There was something extraordinary about that ability. Despite the enormous stature he carried, he remained humble and self-effacing.
The myriad stories of his gentle demeanor and humility extended far beyond the confines of the Torah world. The accounts of him rolling a ball back and forth with a child in a doctor’s waiting room, or the story of the nuns from the convent near his home mourning the rabbi who always greeted them with a cheerful “Good morning” during his daily walks may be apocryphal — or they may be entirely true. But one thing is certain: People do not tell such stories about many others.
My favorite story was told to me by my dear brother Zvi. Several years after our zaide’s passing, he called Schechter’s Caribbean Hotel in Miami Beach, looking for someone who was vacationing there from Chicago.
After about fifteen rings, the hotel operator — an elderly Southern black woman who had worked there for three decades — politely informed my brother that the man was not in the room.
“Would you like to leave a message?” she asked.
“Sure,” Zvi replied. “Tell him Rabbi Kamenetzky called.”
There was a gasp on the other end of the line.
“Raabbi Kaamenetzky?” she drawled. “Did you say you were Raabbi Kaamenetzky?”
She knew the name. My brother responded simply, “Yes. Why do you ask?”
“Are you,” she continued, “by any chance related to the famous Rabbi Kamenetzky?”
There was silence in Chicago. My brother could not imagine that this woman had any idea who his grandfather, to whom thousands flocked for guidance, was.
Then she continued.
“You know, he passed away about ten years ago, at the end of the wintah?”
She definitely had the right person.
Still stunned, Zvi replied quietly, “Yes. I’m a grandson.”
“YOOOU ARE?” she exclaimed. “Well, I’m sure glad to talk to ya! ‘Cause your grandpa — he was a real good friend of mine!”
My brother pulled the receiver from his ear and stared at the mouthpiece.
“You’re saying Rabbi Kamenetzky was a good friend of yours?”
“Sure! Every mornin’, Rabbi Kaaamenetzky would come to this hotel to teach some sorta Bible class.” (It was Daf Yomi.) “Now my desk is about ten yards from the entrance. But every mornin’, he made sure to walk over my way, nod his head, and say good mornin’. And on his way out, he always stopped by my desk to say goodbye.
“Oh yes,” she concluded warmly, “he was a great rabbi. But he was an even greater man. A wonderful man. He was a real good friend of mine.”
It was that way with everyone.
And hearing simple Hungarian Yidden, people who may not have been versed in much more than Chumash and Rashi, claiming to be good friends of Rav Yaakov sometimes grated on me. It gridget. People were always talmidim of other gedolim, but he was called “ah gutteh friend.” It also filled me with regret that I had not spent another week, day, or even hour with him.
Being away from home since my bar mitzvah in out-of-town yeshivos certainly did not help cement a closer relationship. Even during the times when I was home, I later regretted the many missed opportunities to glean from the moments I could have spent with him.

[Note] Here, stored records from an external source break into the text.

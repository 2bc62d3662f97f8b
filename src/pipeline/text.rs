//! Page text for the extraction request.
//!
//! Every page is prefixed with a `--- PAGE n ---` marker carrying its
//! absolute page number in the source document, so the model (and anyone
//! reading a raw response) can tie bullets back to pages even inside a
//! chunk.

use crate::document::{Document, DocumentKind, PAGE_BREAK};
use crate::error::ChunkError;
use crate::pipeline::split::{bind_pdfium, Chunk, ChunkContent};
use pdfium_render::prelude::*;
use std::sync::Arc;
use tracing::debug;

/// Append one page with its marker.
fn push_page(out: &mut String, page_number: usize, text: &str) {
    out.push_str(&format!("--- PAGE {} ---\n", page_number));
    out.push_str(text.trim_end());
    out.push_str("\n\n");
}

/// Join already-extracted page texts, numbering from `first_page`.
pub fn mark_pages<'a>(first_page: usize, pages: impl IntoIterator<Item = &'a str>) -> String {
    let mut out = String::new();
    for (offset, text) in pages.into_iter().enumerate() {
        push_page(&mut out, first_page + offset, text);
    }
    out
}

/// Text of one materialized chunk.
pub async fn chunk_text(chunk: &Chunk) -> Result<String, ChunkError> {
    let first = chunk.spec.start_page;
    match &chunk.content {
        ChunkContent::Text(text) => Ok(mark_pages(first, text.split(PAGE_BREAK))),
        ChunkContent::Pdf(bytes) => {
            let bytes = Arc::new(bytes.clone());
            pdf_text(chunk.spec.index, bytes, 1, chunk.spec.page_count(), first).await
        }
    }
}

/// Text of pages `start..=end` read straight from the source document.
///
/// Used when the plan has a single chunk and no split happens.
pub async fn document_text(
    document: &Document,
    chunk_index: usize,
    start: usize,
    end: usize,
) -> Result<String, ChunkError> {
    match document.kind() {
        DocumentKind::Text => document
            .text_pages(start, end)
            .map(|pages| mark_pages(start, pages.iter().map(String::as_str)))
            .ok_or_else(|| ChunkError::TextExtraction {
                chunk: chunk_index,
                detail: format!("pages {}-{} not in document", start, end),
            }),
        DocumentKind::Pdf => {
            let bytes = document
                .pdf_bytes()
                .cloned()
                .ok_or_else(|| ChunkError::TextExtraction {
                    chunk: chunk_index,
                    detail: "PDF content missing".into(),
                })?;
            pdf_text(chunk_index, bytes, start, end + 1 - start, start).await
        }
    }
}

/// Extract `count` pages starting at 1-indexed `from`, labelled from `label_from`.
async fn pdf_text(
    chunk_index: usize,
    bytes: Arc<Vec<u8>>,
    from: usize,
    count: usize,
    label_from: usize,
) -> Result<String, ChunkError> {
    tokio::task::spawn_blocking(move || pdf_text_blocking(&bytes, from, count, label_from))
        .await
        .map_err(|e| format!("text task panicked: {}", e))
        .and_then(|r| r)
        .map_err(|detail| ChunkError::TextExtraction {
            chunk: chunk_index,
            detail,
        })
}

fn pdf_text_blocking(bytes: &[u8], from: usize, count: usize, label_from: usize) -> Result<String, String> {
    let pdfium = bind_pdfium().map_err(|e| e.to_string())?;
    let document = pdfium
        .load_pdf_from_byte_slice(bytes, None)
        .map_err(|e| format!("load: {:?}", e))?;
    let pages = document.pages();

    let mut out = String::new();
    for offset in 0..count {
        let idx = (from - 1 + offset) as PdfPageIndex;
        let page = pages
            .get(idx)
            .map_err(|e| format!("page {}: {:?}", label_from + offset, e))?;
        let text = page
            .text()
            .map_err(|e| format!("page {} text: {:?}", label_from + offset, e))?
            .all();
        push_page(&mut out, label_from + offset, &text);
    }
    debug!("Extracted {} chars from {} pages", out.len(), count);
    Ok(out)
}
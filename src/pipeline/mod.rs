//! Pipeline stages for submittal extraction.
//!
//! Each submodule implements one step and is testable on its own; the
//! orchestration lives in [`crate::extract`].
//!
//! ## Data Flow
//!
//! ```text
//! input ──▶ plan ──▶ split ──▶ text ──▶ llm ──▶ merge
//! (load)   (pages)  (pdfium)  (pages)  (+repair) (dedup)
//! ```
//!
//! 1. [`input`]: load a PDF or `\f`-paged text file and count its pages
//! 2. [`plan`]: cut the selected range into token-budgeted chunks
//! 3. [`split`]: copy each chunk's pages into its own sub-document; runs
//!    in `spawn_blocking` because pdfium is not async-safe
//! 4. [`text`]: read chunk text with `--- PAGE n ---` markers
//! 5. [`llm`]: the extraction client (retry/backoff, pricing, parse),
//!    the only stage with network I/O
//! 6. [`repair`]: token-level repair of malformed JSON and hierarchy fixes
//! 7. [`merge`]: concatenate in chunk order, assign global ids, dedup

pub mod input;
pub mod llm;
pub mod merge;
pub mod plan;
pub mod repair;
pub mod split;
pub mod text;
//! OpenRouter (OpenAI-compatible) chat completions with structured output.

use super::{user_message, ExtractionRequest, ExtractionService, ServiceResponse};
use crate::config::ExtractionConfig;
use crate::error::{ServiceError, SubmittalError};
use futures::future::BoxFuture;
use futures::FutureExt;
use reqwest::header::RETRY_AFTER;
use serde::{Deserialize, Serialize};
use std::time::Duration;
use tracing::debug;

pub const API_KEY_ENV: &str = "OPENROUTER_API_KEY";
pub const BASE_URL_ENV: &str = "OPENROUTER_BASE_URL";
pub const MODEL_ENV: &str = "GEMINI_MODEL_NAME";
pub const DEFAULT_BASE_URL: &str = "https://openrouter.ai/api/v1";
pub const DEFAULT_MODEL: &str = "google/gemini-2.5-pro";

/// Name given to the schema in `response_format`.
const SCHEMA_NAME: &str = "submittal_extraction";

#[derive(Debug, Serialize)]
struct ChatRequest<'a> {
    model: &'a str,
    messages: Vec<Message<'a>>,
    response_format: ResponseFormat<'a>,
    temperature: f32,
    max_tokens: usize,
}

#[derive(Debug, Serialize)]
struct Message<'a> {
    role: &'static str,
    content: std::borrow::Cow<'a, str>,
}

#[derive(Debug, Serialize)]
struct ResponseFormat<'a> {
    #[serde(rename = "type")]
    format_type: &'static str,
    json_schema: JsonSchemaFormat<'a>,
}

#[derive(Debug, Serialize)]
struct JsonSchemaFormat<'a> {
    name: &'static str,
    strict: bool,
    schema: &'a serde_json::Value,
}

#[derive(Debug, Deserialize)]
struct ChatResponse {
    #[serde(default)]
    model: Option<String>,
    #[serde(default)]
    choices: Vec<Choice>,
    #[serde(default)]
    usage: Option<Usage>,
    /// OpenRouter reports some upstream failures in a 200 body.
    #[serde(default)]
    error: Option<ApiError>,
}

#[derive(Debug, Deserialize)]
struct Choice {
    message: ResponseMessage,
}

#[derive(Debug, Deserialize)]
struct ResponseMessage {
    content: Option<String>,
}

#[derive(Debug, Deserialize)]
struct Usage {
    #[serde(default)]
    prompt_tokens: u64,
    #[serde(default)]
    completion_tokens: u64,
}

#[derive(Debug, Deserialize)]
struct ApiError {
    #[serde(default)]
    code: Option<u16>,
    #[serde(default)]
    message: String,
}

/// OpenRouter-backed extraction service.
#[derive(Debug, Clone)]
pub struct OpenRouterService {
    api_key: String,
    base_url: String,
    model: String,
    temperature: f32,
    max_tokens: usize,
    timeout_secs: u64,
    http_client: reqwest::Client,
}

impl OpenRouterService {
    /// Build from `OPENROUTER_API_KEY`, `OPENROUTER_BASE_URL` and
    /// `GEMINI_MODEL_NAME`; `config.model` overrides the model variable.
    pub fn from_env(config: &ExtractionConfig) -> Result<Self, SubmittalError> {
        let api_key = std::env::var(API_KEY_ENV)
            .ok()
            .filter(|k| !k.is_empty())
            .ok_or_else(|| SubmittalError::ServiceNotConfigured {
                service: "openrouter".into(),
                hint: format!("Set {API_KEY_ENV} to an OpenRouter API key."),
            })?;
        let base_url = std::env::var(BASE_URL_ENV).unwrap_or_else(|_| DEFAULT_BASE_URL.to_string());
        let model = config
            .model
            .clone()
            .or_else(|| std::env::var(MODEL_ENV).ok())
            .unwrap_or_else(|| DEFAULT_MODEL.to_string());
        Self::new(api_key, base_url, model, config)
    }

    pub fn new(
        api_key: impl Into<String>,
        base_url: impl Into<String>,
        model: impl Into<String>,
        config: &ExtractionConfig,
    ) -> Result<Self, SubmittalError> {
        let http_client = reqwest::Client::builder()
            .timeout(Duration::from_secs(config.request_timeout_secs))
            .build()
            .map_err(|e| SubmittalError::Internal(format!("Failed to create HTTP client: {e}")))?;

        Ok(Self {
            api_key: api_key.into(),
            base_url: base_url.into().trim_end_matches('/').to_string(),
            model: model.into(),
            temperature: config.temperature,
            max_tokens: config.max_output_tokens,
            timeout_secs: config.request_timeout_secs,
            http_client,
        })
    }

    pub fn model(&self) -> &str {
        &self.model
    }

    async fn send(&self, request: &ExtractionRequest) -> Result<ServiceResponse, ServiceError> {
        let body = ChatRequest {
            model: &self.model,
            messages: vec![
                Message {
                    role: "system",
                    content: request.system_prompt.as_str().into(),
                },
                Message {
                    role: "user",
                    content: user_message(&request.chunk_text).into(),
                },
            ],
            response_format: ResponseFormat {
                format_type: "json_schema",
                json_schema: JsonSchemaFormat {
                    name: SCHEMA_NAME,
                    strict: true,
                    schema: &request.schema,
                },
            },
            temperature: self.temperature,
            max_tokens: self.max_tokens,
        };

        let response = self
            .http_client
            .post(format!("{}/chat/completions", self.base_url))
            .bearer_auth(&self.api_key)
            .json(&body)
            .send()
            .await
            .map_err(|e| self.transport_error(e))?;

        let status = response.status();
        let retry_after = response
            .headers()
            .get(RETRY_AFTER)
            .and_then(|v| v.to_str().ok())
            .and_then(|v| v.trim().parse::<u64>().ok());
        let text = response.text().await.map_err(|e| self.transport_error(e))?;

        if !status.is_success() {
            return Err(classify_status(status.as_u16(), retry_after, &text));
        }
        parse_completion(&text)
    }

    fn transport_error(&self, e: reqwest::Error) -> ServiceError {
        if e.is_timeout() {
            ServiceError::Timeout {
                secs: self.timeout_secs,
            }
        } else {
            ServiceError::Transport(e.to_string())
        }
    }
}

impl ExtractionService for OpenRouterService {
    fn name(&self) -> &str {
        "openrouter"
    }

    fn extract<'a>(
        &'a self,
        request: &'a ExtractionRequest,
    ) -> BoxFuture<'a, Result<ServiceResponse, ServiceError>> {
        self.send(request).boxed()
    }
}

/// Map an HTTP failure onto a [`ServiceError`].
pub fn classify_status(status: u16, retry_after_secs: Option<u64>, body: &str) -> ServiceError {
    let detail = snippet(body);
    match status {
        429 => ServiceError::RateLimited { retry_after_secs },
        401 | 403 => ServiceError::Auth(detail),
        408 => ServiceError::Timeout { secs: 0 },
        500..=599 => ServiceError::Server { status, detail },
        _ => ServiceError::BadRequest(format!("HTTP {status}: {detail}")),
    }
}

/// Decode a 200 body into a [`ServiceResponse`].
fn parse_completion(text: &str) -> Result<ServiceResponse, ServiceError> {
    let parsed: ChatResponse = serde_json::from_str(text)
        .map_err(|e| ServiceError::Transport(format!("malformed completion envelope: {e}")))?;

    if let Some(err) = parsed.error {
        return Err(classify_status(err.code.unwrap_or(502), None, &err.message));
    }

    let content = parsed
        .choices
        .into_iter()
        .next()
        .and_then(|c| c.message.content)
        .filter(|c| !c.trim().is_empty())
        .ok_or_else(|| ServiceError::EmptyResponse("no message content in completion".into()))?;

    let (input_tokens, output_tokens) = parsed
        .usage
        .map(|u| (u.prompt_tokens, u.completion_tokens))
        .unwrap_or_default();
    debug!(
        "Completion: {} chars, {} in / {} out tokens",
        content.len(),
        input_tokens,
        output_tokens
    );

    Ok(ServiceResponse {
        content,
        input_tokens,
        output_tokens,
        model: parsed.model,
    })
}

fn snippet(body: &str) -> String {
    const MAX: usize = 300;
    let trimmed = body.trim();
    match trimmed.char_indices().nth(MAX) {
        Some((idx, _)) => format!("{}…", &trimmed[..idx]),
        None => trimmed.to_string(),
    }
}

#[cfg(test)]
mod tests {
    use super::*;

    #[test]
    fn status_classification() {
        assert_eq!(
            classify_status(429, Some(30), ""),
            ServiceError::RateLimited {
                retry_after_secs: Some(30)
            }
        );
        assert!(matches!(classify_status(401, None, "bad key"), ServiceError::Auth(_)));
        assert!(matches!(
            classify_status(503, None, "overloaded"),
            ServiceError::Server { status: 503, .. }
        ));
        assert!(matches!(classify_status(400, None, "schema"), ServiceError::BadRequest(_)));
        assert!(classify_status(502, None, "").is_transient());
        assert!(!classify_status(404, None, "").is_transient());
    }

    #[test]
    fn completion_envelope_parses() {
        let body = r#"{
            "model": "google/gemini-2.5-pro",
            "choices": [{"message": {"role": "assistant", "content": "{\"bullets\": []}"}}],
            "usage": {"prompt_tokens": 81234, "completion_tokens": 9120, "total_tokens": 90354}
        }"#;
        let r = parse_completion(body).unwrap();
        assert_eq!(r.content, r#"{"bullets": []}"#);
        assert_eq!(r.input_tokens, 81_234);
        assert_eq!(r.output_tokens, 9_120);
        assert_eq!(r.model.as_deref(), Some("google/gemini-2.5-pro"));
    }

    #[test]
    fn empty_content_is_transient() {
        let body = r#"{"choices": [{"message": {"content": null}}]}"#;
        let err = parse_completion(body).unwrap_err();
        assert!(matches!(err, ServiceError::EmptyResponse(_)));
        assert!(err.is_transient());
    }

    #[test]
    fn in_band_error_is_classified() {
        let body = r#"{"error": {"code": 429, "message": "Provider rate limited"}}"#;
        assert!(matches!(
            parse_completion(body).unwrap_err(),
            ServiceError::RateLimited { .. }
        ));
    }

    #[test]
    fn request_body_uses_strict_schema() {
        let schema = serde_json::json!({"type": "object"});
        let body = ChatRequest {
            model: "m",
            messages: vec![Message {
                role: "system",
                content: "p".into(),
            }],
            response_format: ResponseFormat {
                format_type: "json_schema",
                json_schema: JsonSchemaFormat {
                    name: SCHEMA_NAME,
                    strict: true,
                    schema: &schema,
                },
            },
            temperature: 0.1,
            max_tokens: 10,
        };
        let v = serde_json::to_value(&body).unwrap();
        assert_eq!(v["response_format"]["type"], "json_schema");
        assert_eq!(v["response_format"]["json_schema"]["strict"], true);
        assert_eq!(v["response_format"]["json_schema"]["name"], "submittal_extraction");
    }

    #[test]
    fn snippet_is_char_safe() {
        let long = "é".repeat(400);
        let s = snippet(&long);
        assert!(s.ends_with('…'));
        assert_eq!(s.chars().count(), 301);
    }
}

Of course, his home was always open to me, and I spent Shabbosos and Yomim Tovim there as well. Their home also became one of my stop-off places when I was dating my wife. I remember once that a button had fallen off my suit and I was struggling to thread the needle. At about ninety years old, he took it from me, deftly threaded the needle, and lovingly chided me with a smile and the word “batlan.”
My future shver, Rav Yacov Lipschutz, was a close talmid of his. He very often turned to him as a guide during what, boruch Hashem, was a very successful shidduch process. My zaide’s home was always open to him, not only as a future mechutan, but as a talmid as well. As an alman, my shver would sometimes discuss the young men who were dating his daughters.
My zaide once asked him, “But what about the last young man your daughter met? They say he is a fine lamdan.”
“Indeed, he is,” my shver replied. “But he is flat.”
Rav Yaakov looked puzzled.
“You see, rosh yeshiva,” my shver continued, “it is like opening a bottle of seltzer and leaving it uncapped for a few days.” He paused. “The young man is missing the bubbles.”
Rav Yaakov listened quietly, then smiled. He walked into the kitchen and called his wife.
“Chana? Ich hub bubbles?”
I will never forget the smile that spread across both their faces.
His love for everyone sometimes made me feel like just another grandchild among the many others, related and unrelated, who were treated by him with the same love, sensitivity, and warmth.
Indeed, his house had an open border. People from every walk of life came in unhindered and uninhibited. He had no system of gabba’im, as has become customary in recent decades. His home was simply open to all.
He never took his phone off the hook, even when we were there. I would sometimes run to answer to shield him from annoying questions and to preserve some family time. I remember one Chol Hamoed, me running to get the phone. A boy was calling to ask if he could fix his bicycle chain that had fallen off on Chol Hamoed.
I was upset and asked him. “What’s the matter? Don’t you have a rabbi?”
The magical personality that made Rav Yaakov so beloved and sought after by Jews from every corner of the spectrum is something I have not seen replicated in the last half-century. Perhaps such universality would not even be possible today. Then again, we have lived for more than forty years without the embracing personality of Rav Yaakov, someone who possessed the rare ability to unite Jews from every corner of the world.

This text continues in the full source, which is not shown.